# [YOUR INSTRUCTIONS]
Extract every line of the material that holds the string "GeoClusterConfig".

# [PROVIDED ENTRIES]

Segment Open

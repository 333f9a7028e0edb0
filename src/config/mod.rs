pub mod subsystems;

use serde::{Serialize, Deserialize};
use std::path::Path;
use std::fs;
use std::rc::Rc;
use crate::cluster::ClusterSourceOptions;
use crate::error::{Error, Result};
use crate::source::SharedSource;
use log::{trace, warn};

pub trait FromIni {
    fn from_ini_section(&mut self, section_name: &str, key: &str, value: &str) -> Option<Result<()>>;
}

#[derive(Debug, Clone, Default, Serialize, Deserialize)]
pub struct GeoClusterConfig {
    pub cluster: subsystems::ClusterConfig,
    pub engine: subsystems::EngineConfig,
    pub view: subsystems::ViewConfig,
}

impl GeoClusterConfig {
    pub fn validate(&self) -> Result<()> {
        self.cluster.validate()?;
        self.engine.validate()?;
        self.view.validate()?;
        Ok(())
    }

    pub fn from_ini<P: AsRef<Path>>(path: P) -> Result<Self> {
        let absolute_path = std::fs::canonicalize(&path)
            .unwrap_or_else(|_| path.as_ref().to_path_buf());

        trace!("Loading configuration from: {:?}", absolute_path);

        let content = fs::read_to_string(&path)?;
        Self::from_ini_str(&content)
    }

    pub fn from_ini_str(content: &str) -> Result<Self> {
        let mut config = Self::default();
        let mut current_section = String::new();

        for (line_num, line) in content.lines().enumerate() {
            let line = line.trim();
            if line.is_empty() || line.starts_with('#') || line.starts_with(';') {
                continue;
            }

            if line.starts_with('[') && line.ends_with(']') {
                current_section = line[1..line.len()-1].trim().to_string();
                trace!("  Line {}: Found section: [{}]", line_num + 1, current_section);
                continue;
            }

            if let Some((key, value)) = line.split_once('=') {
                let key = key.trim();
                let value = value.trim();

                // Delegate to appropriate subsystem config
                let handled = match current_section.as_str() {
                    "cluster" => config.cluster.from_ini_section(&current_section, key, value),
                    "engine" => config.engine.from_ini_section(&current_section, key, value),
                    "view" => config.view.from_ini_section(&current_section, key, value),
                    _ => None,
                };

                match handled {
                    Some(Ok(())) => {},
                    Some(Err(e)) => {
                        return Err(Error::Config(format!("Line {}: {}", line_num + 1, e)));
                    },
                    None => {
                        warn!("Unrecognized config key: {}={} in section [{}]", key, value, current_section);
                    },
                }
            } else {
                warn!("Ignoring malformed config line {}: {}", line_num + 1, line);
            }
        }

        config.validate()?;
        Ok(config)
    }

    /// Cluster source options for `source` and `view` with these settings applied.
    pub fn cluster_source_options<S, V>(&self, source: SharedSource<S>, view: Rc<V>) -> ClusterSourceOptions<S, V> {
        ClusterSourceOptions::new(source, view)
            .radius(self.cluster.radius)
            .on_demand(self.cluster.on_demand)
            .wrap_x(self.cluster.wrap_x)
            .attributions(self.cluster.attributions.clone())
            .min_points(self.engine.min_points)
            .tile_extent(self.engine.tile_extent)
    }
}

#[cfg(test)]
mod tests {
    use super::*;
    use crate::proj::Projection;
    use std::io::Write;

    const SAMPLE: &str = "
# clustering for the demo map
[cluster]
radius = 40
on_demand = true
attributions = \"© OpenStreetMap contributors\"

[engine]
min_points = 3

[view]
projection = EPSG:3857
zoom = 5
max_zoom = 20
unknown = 1
";

    #[test]
    fn parses_all_sections() {
        let config = GeoClusterConfig::from_ini_str(SAMPLE).unwrap();
        assert_eq!(config.cluster.radius, 40.0);
        assert!(config.cluster.on_demand);
        assert_eq!(config.cluster.attributions.len(), 1);
        assert_eq!(config.engine.min_points, 3);
        assert_eq!(config.engine.tile_extent, 512.0);
        assert_eq!(config.view.projection, Projection::WebMercator);
        assert_eq!(config.view.zoom, 5.0);
        assert_eq!(config.view.max_zoom, 20.0);
    }

    #[test]
    fn bad_values_are_config_errors() {
        let err = GeoClusterConfig::from_ini_str("[cluster]\nradius = wide\n").unwrap_err();
        assert!(matches!(err, Error::Config(ref msg) if msg.starts_with("Line 2")));

        let err = GeoClusterConfig::from_ini_str("[view]\nmin_zoom = 9\nmax_zoom = 4\n").unwrap_err();
        assert!(matches!(err, Error::Config(_)));
    }

    #[test]
    fn loads_from_file() {
        let mut file = tempfile::NamedTempFile::new().unwrap();
        file.write_all(SAMPLE.as_bytes()).unwrap();
        let config = GeoClusterConfig::from_ini(file.path()).unwrap();
        assert_eq!(config.cluster.radius, 40.0);

        assert!(matches!(
            GeoClusterConfig::from_ini(file.path().with_extension("missing")),
            Err(Error::Io(_))
        ));
    }

    #[test]
    fn empty_config_uses_defaults() {
        let config = GeoClusterConfig::from_ini_str("").unwrap();
        assert_eq!(config.cluster.radius, crate::cluster::DEFAULT_RADIUS);
        assert!(config.cluster.wrap_x);
        assert_eq!(config.view.max_zoom, 28.0);
    }
}
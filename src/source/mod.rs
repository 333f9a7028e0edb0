// source/mod.rs

pub mod events;
pub mod vector;

use std::rc::Rc;

use crate::error::Result;
use crate::proj::Projection;
use crate::types::{Extent, FeatureRef};

pub use self::events::{ChangeEvent, ChangeListener, ListenerKey, Observable};
pub use self::vector::{FeatureLoader, VectorSource};

/// Sources are shared between the map, the application and any wrapping
/// cluster source.
pub type SharedSource<S> = Rc<S>;

/// The contract a rendering layer consumes: features for an extent, plus
/// change notification.
///
/// Implementations mutate through interior mutability and hold no borrow
/// while listeners run, so a listener may read the source that notified it.
pub trait FeatureSource {
    /// Makes sure features covering `extent` are available.
    fn load_features(&self, extent: &Extent, resolution: f64, projection: Projection) -> Result<()>;

    /// Snapshot of the current features.
    fn features(&self) -> Vec<FeatureRef>;

    fn on_change(&self, listener: ChangeListener) -> ListenerKey;

    fn un_change(&self, key: ListenerKey) -> bool;

    /// Incremented on every change event.
    fn revision(&self) -> u64;
}

pub fn shared<S: FeatureSource>(source: S) -> SharedSource<S> {
    Rc::new(source)
}
// cluster/arena.rs
use crate::types::FeatureRef;

/// Position of a feature in the snapshot a clustering engine was built from.
///
/// Only a `FeatureArena` hands these out, and an index resolves only against
/// the arena generation that minted it.
#[derive(Debug, Clone, Copy, PartialEq, Eq, Hash)]
pub struct FeatureIndex {
    slot: usize,
    generation: u64,
}

impl FeatureIndex {
    pub fn slot(&self) -> usize {
        self.slot
    }
}

/// Owned snapshot of a source's features, replaced wholesale on every rebuild.
#[derive(Debug, Default)]
pub struct FeatureArena {
    features: Vec<FeatureRef>,
    generation: u64,
}

impl FeatureArena {
    pub fn new(features: Vec<FeatureRef>, generation: u64) -> Self {
        Self { features, generation }
    }

    pub fn len(&self) -> usize {
        self.features.len()
    }

    pub fn iter(&self) -> impl Iterator<Item = (FeatureIndex, &FeatureRef)> + '_ {
        let generation = self.generation;
        self.features.iter().enumerate()
            .map(move |(slot, feature)| (FeatureIndex { slot, generation }, feature))
    }

    pub fn resolve(&self, index: FeatureIndex) -> Option<&FeatureRef> {
        if index.generation != self.generation {
            return None;
        }
        self.features.get(index.slot)
    }
}

#[cfg(test)]
mod tests {
    use super::*;
    use crate::types::Feature;
    use std::rc::Rc;

    #[test]
    fn indices_resolve_only_in_their_generation() {
        let a = Rc::new(Feature::point([0.0, 0.0]));
        let b = Rc::new(Feature::point([1.0, 1.0]));
        let old = FeatureArena::new(vec![Rc::clone(&a), Rc::clone(&b)], 1);
        let indices: Vec<FeatureIndex> = old.iter().map(|(i, _)| i).collect();
        assert_eq!(indices[1].slot(), 1);
        assert!(Rc::ptr_eq(old.resolve(indices[1]).unwrap(), &b));

        let new = FeatureArena::new(vec![Rc::clone(&b)], 2);
        assert!(new.resolve(indices[0]).is_none());
        assert!(new.resolve(indices[1]).is_none());
    }
}
// source/events.rs
use log::trace;
use crate::types::FeatureRef;

/// Handle returned by `on_change`, used to unregister the listener again.
#[derive(Debug, Clone, Copy, PartialEq, Eq, Hash)]
pub struct ListenerKey(u64);

/// Emitted synchronously whenever a source's feature set changes.
#[derive(Debug, Clone)]
pub struct ChangeEvent {
    pub revision: u64,
    pub features: Vec<FeatureRef>,
}

pub type ChangeListener = Box<dyn FnMut(&ChangeEvent)>;

/// Listener registry. Owners take the listeners out, run them with
/// `dispatch_to` while holding no borrow of themselves, then restore them.
#[derive(Default)]
pub struct Observable {
    listeners: Vec<(ListenerKey, ChangeListener)>,
    // Keys currently taken out for dispatch
    dispatching: Vec<ListenerKey>,
    // Unregistered while taken out; dropped on restore
    removed: Vec<ListenerKey>,
    next_key: u64,
    revision: u64,
}

impl Observable {
    pub fn new() -> Self {
        Self::default()
    }

    pub fn on(&mut self, listener: ChangeListener) -> ListenerKey {
        let key = ListenerKey(self.next_key);
        self.next_key += 1;
        self.listeners.push((key, listener));
        key
    }

    pub fn un(&mut self, key: ListenerKey) -> bool {
        let before = self.listeners.len();
        self.listeners.retain(|(k, _)| *k != key);
        if before != self.listeners.len() {
            return true;
        }
        match self.dispatching.iter().position(|k| *k == key) {
            Some(pos) => {
                self.dispatching.swap_remove(pos);
                self.removed.push(key);
                true
            },
            None => false,
        }
    }

    pub fn revision(&self) -> u64 {
        self.revision
    }

    pub fn listener_count(&self) -> usize {
        self.listeners.len() + self.dispatching.len()
    }

    /// Bumps the revision and builds the event to hand to listeners.
    pub fn changed(&mut self, features: &[FeatureRef]) -> ChangeEvent {
        self.revision += 1;
        ChangeEvent {
            revision: self.revision,
            features: features.to_vec(),
        }
    }

    pub fn take_listeners(&mut self) -> Vec<(ListenerKey, ChangeListener)> {
        let taken = std::mem::take(&mut self.listeners);
        self.dispatching.extend(taken.iter().map(|(k, _)| *k));
        taken
    }

    /// Puts listeners back after dispatch, ahead of any registered meanwhile.
    /// Listeners unregistered during dispatch are dropped here.
    pub fn restore_listeners(&mut self, mut listeners: Vec<(ListenerKey, ChangeListener)>) {
        let removed = &mut self.removed;
        listeners.retain(|(key, _)| match removed.iter().position(|k| k == key) {
            Some(pos) => {
                removed.swap_remove(pos);
                false
            },
            None => true,
        });
        self.dispatching.retain(|k| !listeners.iter().any(|(key, _)| key == k));
        listeners.append(&mut self.listeners);
        self.listeners = listeners;
    }
}

/// Runs listeners taken out of their registry.
pub fn dispatch_to(listeners: &mut [(ListenerKey, ChangeListener)], event: &ChangeEvent) {
    trace!("Dispatching change event rev {} to {} listeners", event.revision, listeners.len());
    for (_, listener) in listeners.iter_mut() {
        listener(event);
    }
}

impl std::fmt::Debug for Observable {
    fn fmt(&self, f: &mut std::fmt::Formatter<'_>) -> std::fmt::Result {
        f.debug_struct("Observable")
            .field("listeners", &self.listener_count())
            .field("revision", &self.revision)
            .finish()
    }
}

#[cfg(test)]
mod tests {
    use super::*;
    use std::cell::Cell;
    use std::rc::Rc;

    fn emit(observable: &mut Observable) {
        let event = observable.changed(&[]);
        let mut listeners = observable.take_listeners();
        dispatch_to(&mut listeners, &event);
        observable.restore_listeners(listeners);
    }

    #[test]
    fn listeners_receive_events_until_removed() {
        let mut observable = Observable::new();
        let seen = Rc::new(Cell::new(0u64));
        let seen_in_listener = Rc::clone(&seen);
        let key = observable.on(Box::new(move |event| seen_in_listener.set(event.revision)));

        emit(&mut observable);
        assert_eq!(seen.get(), 1);

        assert!(observable.un(key));
        assert!(!observable.un(key));
        emit(&mut observable);
        assert_eq!(seen.get(), 1);
        assert_eq!(observable.revision(), 2);
    }

    #[test]
    fn restored_listeners_keep_order() {
        let mut observable = Observable::new();
        let first = observable.on(Box::new(|_| {}));
        let taken = observable.take_listeners();
        let late = observable.on(Box::new(|_| {}));
        assert_eq!(observable.listener_count(), 2);
        observable.restore_listeners(taken);
        assert_eq!(observable.listener_count(), 2);
        assert!(observable.un(first));
        assert!(observable.un(late));
        assert_eq!(observable.listener_count(), 0);
    }

    #[test]
    fn removal_during_dispatch_sticks() {
        let mut observable = Observable::new();
        let key = observable.on(Box::new(|_| {}));
        let taken = observable.take_listeners();
        assert!(observable.un(key));
        assert!(!observable.un(key));
        observable.restore_listeners(taken);
        assert_eq!(observable.listener_count(), 0);
    }
}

Segment Closed

# [FINAL ANSWER]
pub struct GeoClusterConfig {
impl GeoClusterConfig {
        let config = GeoClusterConfig::from_ini_str(SAMPLE).unwrap();
        let err = GeoClusterConfig::from_ini_str("[cluster]\nradius = wide\n").unwrap_err();
        let err = GeoClusterConfig::from_ini_str("[view]\nmin_zoom = 9\nmax_zoom = 4\n").unwrap_err();
        let config = GeoClusterConfig::from_ini(file.path()).unwrap();
            GeoClusterConfig::from_ini(file.path().with_extension("missing")),
        let config = GeoClusterConfig::from_ini_str("").unwrap();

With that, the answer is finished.